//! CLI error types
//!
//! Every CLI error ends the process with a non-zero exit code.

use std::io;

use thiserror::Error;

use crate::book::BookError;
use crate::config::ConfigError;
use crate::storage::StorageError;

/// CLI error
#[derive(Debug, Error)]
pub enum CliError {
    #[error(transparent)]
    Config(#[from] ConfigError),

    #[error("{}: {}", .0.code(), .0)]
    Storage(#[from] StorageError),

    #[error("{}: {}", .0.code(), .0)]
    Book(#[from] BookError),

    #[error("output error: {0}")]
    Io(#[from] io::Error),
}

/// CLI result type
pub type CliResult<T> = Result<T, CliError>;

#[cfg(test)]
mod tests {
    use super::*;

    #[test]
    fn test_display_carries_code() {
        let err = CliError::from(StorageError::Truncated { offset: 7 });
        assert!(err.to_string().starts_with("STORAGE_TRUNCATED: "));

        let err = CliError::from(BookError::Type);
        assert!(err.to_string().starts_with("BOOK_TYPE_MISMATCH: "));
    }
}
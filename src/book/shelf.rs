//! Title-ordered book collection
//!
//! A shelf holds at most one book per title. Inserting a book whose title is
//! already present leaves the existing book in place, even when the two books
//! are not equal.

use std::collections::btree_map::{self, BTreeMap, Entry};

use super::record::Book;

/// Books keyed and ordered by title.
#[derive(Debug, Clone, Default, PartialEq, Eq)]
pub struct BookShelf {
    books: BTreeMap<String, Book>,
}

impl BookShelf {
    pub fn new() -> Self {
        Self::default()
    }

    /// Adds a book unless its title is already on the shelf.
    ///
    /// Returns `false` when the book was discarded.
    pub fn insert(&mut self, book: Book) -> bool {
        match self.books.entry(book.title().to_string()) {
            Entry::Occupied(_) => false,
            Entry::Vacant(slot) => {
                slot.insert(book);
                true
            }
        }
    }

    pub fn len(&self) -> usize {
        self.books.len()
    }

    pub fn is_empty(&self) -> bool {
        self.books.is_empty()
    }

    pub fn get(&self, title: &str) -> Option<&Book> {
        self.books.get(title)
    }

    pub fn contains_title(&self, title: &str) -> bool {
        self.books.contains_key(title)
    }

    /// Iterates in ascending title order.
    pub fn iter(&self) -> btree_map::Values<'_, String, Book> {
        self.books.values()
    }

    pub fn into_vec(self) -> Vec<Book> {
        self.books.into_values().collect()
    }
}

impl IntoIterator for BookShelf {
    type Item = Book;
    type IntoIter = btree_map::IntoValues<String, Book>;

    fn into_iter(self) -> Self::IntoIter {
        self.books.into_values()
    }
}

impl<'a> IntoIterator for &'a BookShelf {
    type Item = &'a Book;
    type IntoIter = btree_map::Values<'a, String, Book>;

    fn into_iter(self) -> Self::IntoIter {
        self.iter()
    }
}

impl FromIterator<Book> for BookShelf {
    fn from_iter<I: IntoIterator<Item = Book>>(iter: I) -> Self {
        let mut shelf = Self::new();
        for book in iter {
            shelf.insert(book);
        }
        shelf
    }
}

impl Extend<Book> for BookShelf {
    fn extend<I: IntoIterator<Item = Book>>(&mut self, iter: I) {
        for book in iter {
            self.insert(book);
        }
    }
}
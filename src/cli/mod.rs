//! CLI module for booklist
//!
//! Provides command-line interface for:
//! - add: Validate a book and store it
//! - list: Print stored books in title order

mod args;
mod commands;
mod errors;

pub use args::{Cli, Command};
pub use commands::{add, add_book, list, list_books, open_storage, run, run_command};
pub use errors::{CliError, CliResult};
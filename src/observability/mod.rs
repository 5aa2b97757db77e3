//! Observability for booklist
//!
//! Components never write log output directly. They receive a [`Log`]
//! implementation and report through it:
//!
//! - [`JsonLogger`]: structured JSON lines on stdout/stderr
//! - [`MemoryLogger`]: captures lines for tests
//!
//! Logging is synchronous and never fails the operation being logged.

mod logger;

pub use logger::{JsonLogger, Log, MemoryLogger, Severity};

================

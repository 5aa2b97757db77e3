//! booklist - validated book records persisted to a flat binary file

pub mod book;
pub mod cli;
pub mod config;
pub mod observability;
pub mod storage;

================

Of the lines above, extract only those from the line with "filename src/cli/mod.rs" to the line with "filename src/observability/mod.rs", both included, exactly as written.

Reply to the exercise>
filename src/cli/mod.rs
//! CLI module for booklist
//!
//! Provides command-line interface for:
//! - add: Validate a book and store it
//! - list: Print stored books in title order

mod args;
mod commands;
mod errors;

pub use args::{Cli, Command};
pub use commands::{add, add_book, list, list_books, open_storage, run, run_command};
pub use errors::{CliError, CliResult};
filename src/observability/mod.rs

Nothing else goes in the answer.